## [EXERCISE DESCRIPTION]
Set down the complete data exactly as it appears below.

Saved entries:
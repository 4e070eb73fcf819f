//! # faultline-core
//!
//! Core types, traits, and defaults for faultline, a semantic knowledge base
//! over historical incident records.
//!
//! This crate defines:
//! - Domain models ([`NewIncident`], [`SearchResult`], embedding payloads)
//! - The error taxonomy ([`Error`], [`Result`])
//! - Trait seams for inference backends and the incident store
//! - Default tunables ([`defaults`]) and logging field conventions
//!   ([`logging`])

pub mod defaults;
pub mod error;
pub mod logging;
pub mod models;
pub mod traits;

pub use error::{Error, Result};
pub use models::*;
pub use traits::*;
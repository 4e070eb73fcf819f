use anyhow::Result;

use faultline_core::SearchResult;
use faultline_rag::{AskOptions, RagEngine};

use crate::app::AppContext;

pub async fn run_search(app: &AppContext, query: &str, options: &AskOptions) -> Result<()> {
    let engine = RagEngine::new(app.store.clone(), app.search.clone(), app.backend.clone());
    let results = engine.search(query, options).await?;

    if results.is_empty() {
        println!("No results.");
        return Ok(());
    }

    print_results(&results);
    Ok(())
}

pub(crate) fn print_results(results: &[SearchResult]) {
    for (position, result) in results.iter().enumerate() {
        println!(
            "{}. [{:.3}] {} ({})",
            position + 1,
            result.similarity,
            result.incident_number,
            result.product
        );
        println!(
            "    matched {}: \"{}\"",
            result.content,
            snippet(&result.matched_text)
        );
        if let Some(category) = result.category() {
            println!("    category: {category}");
        }
        println!(
            "    resolution time: {:.2} hours",
            result.resolution_time_hours
        );
        println!();
    }
}

/// First line of the text, truncated for terminal display.
fn snippet(text: &str) -> String {
    const MAX_CHARS: usize = 120;
    let first_line = text.lines().next().unwrap_or_default();
    let mut out: String = first_line.chars().take(MAX_CHARS).collect();
    if first_line.chars().count() > MAX_CHARS || text.lines().count() > 1 {
        out.push_str("...");
    }
    out
}
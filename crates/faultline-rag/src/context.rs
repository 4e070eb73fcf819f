//! Prompt and context assembly for answer synthesis.
//!
//! Search results are rendered into a labeled plain-text context that the
//! chat model can quote from. The shape is stable so prompt changes do not
//! ripple through tests: one `Result N:` block per hit, in ranked order.

use faultline_core::{defaults, SearchResult};

/// Context line emitted when the search produced no hits. The prompt pairs
/// this with an instruction to give category-based guidance instead of
/// claiming ignorance.
pub const NO_RESULTS_CONTEXT: &str = "No relevant results found.";

/// System message for the synthesis call. Requests the two-part answer
/// shape that [`crate::responder::fallback_answer`] also follows, so the
/// caller sees the same structure whether or not the model was reachable.
pub const SYSTEM_PROMPT: &str = r#"You are an incident support assistant. Answer the query using the provided context of similar resolved incidents. Structure every answer in two parts: a "Response:" section giving a direct answer, then an "Actionable Steps:" section with numbered steps. Use direct information from the context when it is available. When specific details are missing, give general guidance based on the incident category without referencing incident numbers or similarity scores and without suggesting to explore other results. Only state that the context is irrelevant if it contains no results. Never answer with "I don't know" or "no exact match found"."#;

/// Render ranked search results into the context block for the prompt.
///
/// Hits without a recorded category are labeled with `fallback_category`
/// so the model always sees a usable label.
pub fn build_context(results: &[SearchResult], fallback_category: &str) -> String {
    let mut lines = vec!["Search Results:".to_string()];

    if results.is_empty() {
        lines.push(NO_RESULTS_CONTEXT.to_string());
    } else {
        for (position, result) in results.iter().enumerate() {
            let category = result.category().unwrap_or(fallback_category);
            let summary = result
                .closing_notes
                .as_deref()
                .filter(|notes| !notes.is_empty())
                .unwrap_or(defaults::TEXT_PLACEHOLDER);

            lines.push(format!("Result {}:", position + 1));
            lines.push(format!("  Incident: {}", result.incident_number));
            lines.push(format!("  Product: {}", result.product));
            lines.push(format!("  Description: {}", result.description));
            lines.push(format!("  Summary: {summary}"));
            lines.push(format!("  Category: {category}"));
            lines.push(format!(
                "  Resolution Time: {:.2} hours",
                result.resolution_time_hours
            ));
            lines.push(format!("  Similarity: {:.3}", result.similarity));
            lines.push(String::new());
        }
    }

    lines.join("\n")
}

/// Build the user message for the synthesis call.
pub fn build_prompt(query: &str, context: &str, category: &str) -> String {
    format!(
        r#"Based on the following context of similar past incidents, provide a concise and actionable response to the query: {query}

Context:
{context}

The most likely resolution category for this query is: {category}.
The context lists search results with incident number, product, description, resolution summary, category, resolution time, and similarity. Use the most relevant information to formulate a clear answer with actionable steps. If specific details are missing, provide general guidance based on the category."#
    )
}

## [EXERCISE ANSWER]
repository 4e070eb73fcf819f
//! # faultline-core
//!
//! Core types, traits, and defaults for faultline, a semantic knowledge base
//! over historical incident records.
//!
//! This crate defines:
//! - Domain models ([`NewIncident`], [`SearchResult`], embedding payloads)
//! - The error taxonomy ([`Error`], [`Result`])
//! - Trait seams for inference backends and the incident store
//! - Default tunables ([`defaults`]) and logging field conventions
//!   ([`logging`])

pub mod defaults;
pub mod error;
pub mod logging;
pub mod models;
pub mod traits;

pub use error::{Error, Result};
pub use models::*;
pub use traits::*;
repository 4e070eb73fcf819f
use anyhow::Result;

use faultline_core::SearchResult;
use faultline_rag::{AskOptions, RagEngine};

use crate::app::AppContext;

pub async fn run_search(app: &AppContext, query: &str, options: &AskOptions) -> Result<()> {
    let engine = RagEngine::new(app.store.clone(), app.search.clone(), app.backend.clone());
    let results = engine.search(query, options).await?;

    if results.is_empty() {
        println!("No results.");
        return Ok(());
    }

    print_results(&results);
    Ok(())
}

pub(crate) fn print_results(results: &[SearchResult]) {
    for (position, result) in results.iter().enumerate() {
        println!(
            "{}. [{:.3}] {} ({})",
            position + 1,
            result.similarity,
            result.incident_number,
            result.product
        );
        println!(
            "    matched {}: \"{}\"",
            result.content,
            snippet(&result.matched_text)
        );
        if let Some(category) = result.category() {
            println!("    category: {category}");
        }
        println!(
            "    resolution time: {:.2} hours",
            result.resolution_time_hours
        );
        println!();
    }
}

/// First line of the text, truncated for terminal display.
fn snippet(text: &str) -> String {
    const MAX_CHARS: usize = 120;
    let first_line = text.lines().next().unwrap_or_default();
    let mut out: String = first_line.chars().take(MAX_CHARS).collect();
    if first_line.chars().count() > MAX_CHARS || text.lines().count() > 1 {
        out.push_str("...");
    }
    out
}
filename crates/faultline-rag/src/context.rs
repository 4e070eb73fcf819f
//! Prompt and context assembly for answer synthesis.
//!
//! Search results are rendered into a labeled plain-text context that the
//! chat model can quote from. The shape is stable so prompt changes do not
//! ripple through tests: one `Result N:` block per hit, in ranked order.

use faultline_core::{defaults, SearchResult};

/// Context line emitted when the search produced no hits. The prompt pairs
/// this with an instruction to give category-based guidance instead of
/// claiming ignorance.
pub const NO_RESULTS_CONTEXT: &str = "No relevant results found.";

/// System message for the synthesis call. Requests the two-part answer
/// shape that [`crate::responder::fallback_answer`] also follows, so the
/// caller sees the same structure whether or not the model was reachable.
pub const SYSTEM_PROMPT: &str = r#"You are an incident support assistant. Answer the query using the provided context of similar resolved incidents. Structure every answer in two parts: a "Response:" section giving a direct answer, then an "Actionable Steps:" section with numbered steps. Use direct information from the context when it is available. When specific details are missing, give general guidance based on the incident category without referencing incident numbers or similarity scores and without suggesting to explore other results. Only state that the context is irrelevant if it contains no results. Never answer with "I don't know" or "no exact match found"."#;

/// Render ranked search results into the context block for the prompt.
///
/// Hits without a recorded category are labeled with `fallback_category`
/// so the model always sees a usable label.
pub fn build_context(results: &[SearchResult], fallback_category: &str) -> String {
    let mut lines = vec!["Search Results:".to_string()];

    if results.is_empty() {
        lines.push(NO_RESULTS_CONTEXT.to_string());
    } else {
        for (position, result) in results.iter().enumerate() {
            let category = result.category().unwrap_or(fallback_category);
            let summary = result
                .closing_notes
                .as_deref()
                .filter(|notes| !notes.is_empty())
                .unwrap_or(defaults::TEXT_PLACEHOLDER);

            lines.push(format!("Result {}:", position + 1));
            lines.push(format!("  Incident: {}", result.incident_number));
            lines.push(format!("  Product: {}", result.product));
            lines.push(format!("  Description: {}", result.description));
            lines.push(format!("  Summary: {summary}"));
            lines.push(format!("  Category: {category}"));
            lines.push(format!(
                "  Resolution Time: {:.2} hours",
                result.resolution_time_hours
            ));
            lines.push(format!("  Similarity: {:.3}", result.similarity));
            lines.push(String::new());
        }
    }

    lines.join("\n")
}

/// Build the user message for the synthesis call.
pub fn build_prompt(query: &str, context: &str, category: &str) -> String {
    format!(
        r#"Based on the following context of similar past incidents, provide a concise and actionable response to the query: {query}

Context:
{context}

The most likely resolution category for this query is: {category}.
The context lists search results with incident number, product, description, resolution summary, category, resolution time, and similarity. Use the most relevant information to formulate a clear answer with actionable steps. If specific details are missing, provide general guidance based on the category."#
    )
}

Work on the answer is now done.